__Work item__.
An exact, complete copy of the data is all that is needed.

** Data for this exercise follows **

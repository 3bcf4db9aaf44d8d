//! Enumeration types for the Knightfall round engine.
//!
//! The cardinal directions, sweep axes, tile colors, round phases, terminal
//! round outcomes, and the player input alphabet.

use serde::{Deserialize, Serialize};
use ts_rs::TS;

// ---------------------------------------------------------------------------
// Directions and axes
// ---------------------------------------------------------------------------

/// A cardinal direction on the grid.
///
/// Row 0 is the top of the board, so North decreases the row index and
/// South increases it. Each of the four knights owns one direction; the
/// player's step inputs use the same alphabet.
#[derive(Debug, Clone, Copy, PartialEq, Eq, PartialOrd, Ord, Hash, Serialize, Deserialize, TS)]
#[ts(export, export_to = "bindings/")]
pub enum Direction {
    /// Toward row 0.
    North,
    /// Toward the highest column index.
    East,
    /// Toward the highest row index.
    South,
    /// Toward column 0.
    West,
}

impl Direction {
    /// Unit delta `(d_row, d_col)` for a one-cell step in this direction.
    pub const fn delta(self) -> (i8, i8) {
        match self {
            Self::North => (-1, 0),
            Self::East => (0, 1),
            Self::South => (1, 0),
            Self::West => (0, -1),
        }
    }

    /// The line axis a knight walking in this direction sweeps.
    ///
    /// North/South knights cross the board vertically and strike a whole
    /// row; East/West knights cross horizontally and strike a column.
    pub const fn sweep_axis(self) -> Axis {
        match self {
            Self::North | Self::South => Axis::Row,
            Self::East | Self::West => Axis::Col,
        }
    }
}

/// The axis of a swept line: a whole row or a whole column.
#[derive(Debug, Clone, Copy, PartialEq, Eq, PartialOrd, Ord, Hash, Serialize, Deserialize, TS)]
#[ts(export, export_to = "bindings/")]
pub enum Axis {
    /// A horizontal line (fixed row index).
    Row,
    /// A vertical line (fixed column index).
    Col,
}

// ---------------------------------------------------------------------------
// Tiles
// ---------------------------------------------------------------------------

/// Base color of a board tile, fixed at board construction.
#[derive(Debug, Clone, Copy, PartialEq, Eq, PartialOrd, Ord, Hash, Serialize, Deserialize, TS)]
#[ts(export, export_to = "bindings/")]
#[serde(rename_all = "lowercase")]
pub enum TileColor {
    /// The single goal tile.
    Aqua,
    /// Dark checkerboard square.
    Black,
    /// Light checkerboard square.
    White,
}

// ---------------------------------------------------------------------------
// Round phases and outcomes
// ---------------------------------------------------------------------------

/// Named phase of the round state machine.
///
/// Phases are derived from the observed tick value relative to the round
/// start constant; they exist so the renderer and the status line can name
/// where the round currently is.
#[derive(Debug, Clone, Copy, PartialEq, Eq, PartialOrd, Ord, Hash, Serialize, Deserialize, TS)]
#[ts(export, export_to = "bindings/")]
pub enum RoundPhase {
    /// Pre-round countdown; the player picks a starting cell by clicking.
    Waiting,
    /// The North and South knights arm.
    ArmVertical,
    /// First movement window; the row explosion fires at its first tick.
    FirstWindow,
    /// Movement freezes; the East and West knights arm.
    ArmHorizontal,
    /// The column explosion fires.
    ColumnExplosion,
    /// Second movement window.
    SecondWindow,
    /// Final step-budget and goal checks.
    Resolve,
    /// The round has terminated (win or loss).
    Ended,
}

/// Terminal result of a round.
///
/// Every loss is a deliberate terminal transition, not an error path.
/// There is exactly one success variant.
#[derive(Debug, Clone, Copy, PartialEq, Eq, Serialize, Deserialize, TS)]
#[ts(export, export_to = "bindings/")]
pub enum RoundOutcome {
    /// The player reached the goal tile with both budgets exactly consumed.
    Victory,
    /// The player never left the center cell before the vertical knights armed.
    NoStartingPosition,
    /// The player's row matched an armed knight's target at explosion time.
    RowSwept {
        /// The knight whose sweep caught the player.
        direction: Direction,
    },
    /// The player's column matched an armed knight's target at explosion time.
    ColumnSwept {
        /// The knight whose sweep caught the player.
        direction: Direction,
    },
    /// A movement window closed with a non-zero remaining step budget.
    StepsNotConsumed,
    /// The final position was not the goal tile.
    GoalNotReached,
}

impl RoundOutcome {
    /// Whether this outcome is a loss (everything except [`Self::Victory`]).
    pub const fn is_loss(self) -> bool {
        !matches!(self, Self::Victory)
    }
}

// ---------------------------------------------------------------------------
// Player input
// ---------------------------------------------------------------------------

/// A raw input event from the presentation collaborator.
///
/// Inputs arrive asynchronously relative to the tick stream and are applied
/// by the round task, serialized behind tick processing. Inputs that are
/// not valid for the current phase are silently ignored.
#[derive(Debug, Clone, Copy, PartialEq, Eq, Serialize, Deserialize, TS)]
#[ts(export, export_to = "bindings/")]
pub enum PlayerInput {
    /// Attempt a one-cell directional step (movement windows only).
    Step(Direction),
    /// Relocate to a clicked cell (waiting phase only).
    Click {
        /// Clicked row index.
        row: u8,
        /// Clicked column index.
        col: u8,
    },
    /// One-shot fast-forward through the waiting phase.
    Skip,
}

#[cfg(test)]
mod tests {
    use super::*;

    #[test]
    fn deltas_are_unit_steps() {
        assert_eq!(Direction::North.delta(), (-1, 0));
        assert_eq!(Direction::South.delta(), (1, 0));
        assert_eq!(Direction::East.delta(), (0, 1));
        assert_eq!(Direction::West.delta(), (0, -1));
    }

    #[test]
    fn vertical_knights_sweep_rows() {
        assert_eq!(Direction::North.sweep_axis(), Axis::Row);
        assert_eq!(Direction::South.sweep_axis(), Axis::Row);
        assert_eq!(Direction::East.sweep_axis(), Axis::Col);
        assert_eq!(Direction::West.sweep_axis(), Axis::Col);
    }

    #[test]
    #[allow(clippy::unwrap_used)]
    fn wire_format_is_stable() {
        // The renderer matches on these exact strings.
        assert_eq!(serde_json::to_string(&TileColor::Aqua).unwrap(), "\"aqua\"");
        assert_eq!(
            serde_json::to_string(&Direction::North).unwrap(),
            "\"North\""
        );
        let input: PlayerInput = serde_json::from_str(
            "{\"Click\":{\"row\":4,\"col\":0}}",
        )
        .unwrap();
        assert_eq!(input, PlayerInput::Click { row: 4, col: 0 });
    }

    #[test]
    fn only_victory_is_not_a_loss() {
        assert!(!RoundOutcome::Victory.is_loss());
        assert!(RoundOutcome::NoStartingPosition.is_loss());
        assert!(
            RoundOutcome::RowSwept {
                direction: Direction::South
            }
            .is_loss()
        );
        assert!(RoundOutcome::StepsNotConsumed.is_loss());
        assert!(RoundOutcome::GoalNotReached.is_loss());
    }
}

** End of Data for this exercise **

__Task response__.
repository 3bcf4db9aaf44d8d
//! Enumeration types for the Knightfall round engine.
//!
//! The cardinal directions, sweep axes, tile colors, round phases, terminal
//! round outcomes, and the player input alphabet.

use serde::{Deserialize, Serialize};
use ts_rs::TS;

// ---------------------------------------------------------------------------
// Directions and axes
// ---------------------------------------------------------------------------

/// A cardinal direction on the grid.
///
/// Row 0 is the top of the board, so North decreases the row index and
/// South increases it. Each of the four knights owns one direction; the
/// player's step inputs use the same alphabet.
#[derive(Debug, Clone, Copy, PartialEq, Eq, PartialOrd, Ord, Hash, Serialize, Deserialize, TS)]
#[ts(export, export_to = "bindings/")]
pub enum Direction {
    /// Toward row 0.
    North,
    /// Toward the highest column index.
    East,
    /// Toward the highest row index.
    South,
    /// Toward column 0.
    West,
}

impl Direction {
    /// Unit delta `(d_row, d_col)` for a one-cell step in this direction.
    pub const fn delta(self) -> (i8, i8) {
        match self {
            Self::North => (-1, 0),
            Self::East => (0, 1),
            Self::South => (1, 0),
            Self::West => (0, -1),
        }
    }

    /// The line axis a knight walking in this direction sweeps.
    ///
    /// North/South knights cross the board vertically and strike a whole
    /// row; East/West knights cross horizontally and strike a column.
    pub const fn sweep_axis(self) -> Axis {
        match self {
            Self::North | Self::South => Axis::Row,
            Self::East | Self::West => Axis::Col,
        }
    }
}

/// The axis of a swept line: a whole row or a whole column.
#[derive(Debug, Clone, Copy, PartialEq, Eq, PartialOrd, Ord, Hash, Serialize, Deserialize, TS)]
#[ts(export, export_to = "bindings/")]
pub enum Axis {
    /// A horizontal line (fixed row index).
    Row,
    /// A vertical line (fixed column index).
    Col,
}

// ---------------------------------------------------------------------------
// Tiles
// ---------------------------------------------------------------------------

/// Base color of a board tile, fixed at board construction.
#[derive(Debug, Clone, Copy, PartialEq, Eq, PartialOrd, Ord, Hash, Serialize, Deserialize, TS)]
#[ts(export, export_to = "bindings/")]
#[serde(rename_all = "lowercase")]
pub enum TileColor {
    /// The single goal tile.
    Aqua,
    /// Dark checkerboard square.
    Black,
    /// Light checkerboard square.
    White,
}

// ---------------------------------------------------------------------------
// Round phases and outcomes
// ---------------------------------------------------------------------------

/// Named phase of the round state machine.
///
/// Phases are derived from the observed tick value relative to the round
/// start constant; they exist so the renderer and the status line can name
/// where the round currently is.
#[derive(Debug, Clone, Copy, PartialEq, Eq, PartialOrd, Ord, Hash, Serialize, Deserialize, TS)]
#[ts(export, export_to = "bindings/")]
pub enum RoundPhase {
    /// Pre-round countdown; the player picks a starting cell by clicking.
    Waiting,
    /// The North and South knights arm.
    ArmVertical,
    /// First movement window; the row explosion fires at its first tick.
    FirstWindow,
    /// Movement freezes; the East and West knights arm.
    ArmHorizontal,
    /// The column explosion fires.
    ColumnExplosion,
    /// Second movement window.
    SecondWindow,
    /// Final step-budget and goal checks.
    Resolve,
    /// The round has terminated (win or loss).
    Ended,
}

/// Terminal result of a round.
///
/// Every loss is a deliberate terminal transition, not an error path.
/// There is exactly one success variant.
#[derive(Debug, Clone, Copy, PartialEq, Eq, Serialize, Deserialize, TS)]
#[ts(export, export_to = "bindings/")]
pub enum RoundOutcome {
    /// The player reached the goal tile with both budgets exactly consumed.
    Victory,
    /// The player never left the center cell before the vertical knights armed.
    NoStartingPosition,
    /// The player's row matched an armed knight's target at explosion time.
    RowSwept {
        /// The knight whose sweep caught the player.
        direction: Direction,
    },
    /// The player's column matched an armed knight's target at explosion time.
    ColumnSwept {
        /// The knight whose sweep caught the player.
        direction: Direction,
    },
    /// A movement window closed with a non-zero remaining step budget.
    StepsNotConsumed,
    /// The final position was not the goal tile.
    GoalNotReached,
}

impl RoundOutcome {
    /// Whether this outcome is a loss (everything except [`Self::Victory`]).
    pub const fn is_loss(self) -> bool {
        !matches!(self, Self::Victory)
    }
}

// ---------------------------------------------------------------------------
// Player input
// ---------------------------------------------------------------------------

/// A raw input event from the presentation collaborator.
///
/// Inputs arrive asynchronously relative to the tick stream and are applied
/// by the round task, serialized behind tick processing. Inputs that are
/// not valid for the current phase are silently ignored.
#[derive(Debug, Clone, Copy, PartialEq, Eq, Serialize, Deserialize, TS)]
#[ts(export, export_to = "bindings/")]
pub enum PlayerInput {
    /// Attempt a one-cell directional step (movement windows only).
    Step(Direction),
    /// Relocate to a clicked cell (waiting phase only).
    Click {
        /// Clicked row index.
        row: u8,
        /// Clicked column index.
        col: u8,
    },
    /// One-shot fast-forward through the waiting phase.
    Skip,
}

#[cfg(test)]
mod tests {
    use super::*;

    #[test]
    fn deltas_are_unit_steps() {
        assert_eq!(Direction::North.delta(), (-1, 0));
        assert_eq!(Direction::South.delta(), (1, 0));
        assert_eq!(Direction::East.delta(), (0, 1));
        assert_eq!(Direction::West.delta(), (0, -1));
    }

    #[test]
    fn vertical_knights_sweep_rows() {
        assert_eq!(Direction::North.sweep_axis(), Axis::Row);
        assert_eq!(Direction::South.sweep_axis(), Axis::Row);
        assert_eq!(Direction::East.sweep_axis(), Axis::Col);
        assert_eq!(Direction::West.sweep_axis(), Axis::Col);
    }

    #[test]
    #[allow(clippy::unwrap_used)]
    fn wire_format_is_stable() {
        // The renderer matches on these exact strings.
        assert_eq!(serde_json::to_string(&TileColor::Aqua).unwrap(), "\"aqua\"");
        assert_eq!(
            serde_json::to_string(&Direction::North).unwrap(),
            "\"North\""
        );
        let input: PlayerInput = serde_json::from_str(
            "{\"Click\":{\"row\":4,\"col\":0}}",
        )
        .unwrap();
        assert_eq!(input, PlayerInput::Click { row: 4, col: 0 });
    }

    #[test]
    fn only_victory_is_not_a_loss() {
        assert!(!RoundOutcome::Victory.is_loss());
        assert!(RoundOutcome::NoStartingPosition.is_loss());
        assert!(
            RoundOutcome::RowSwept {
                direction: Direction::South
            }
            .is_loss()
        );
        assert!(RoundOutcome::StepsNotConsumed.is_loss());
        assert!(RoundOutcome::GoalNotReached.is_loss());
    }
}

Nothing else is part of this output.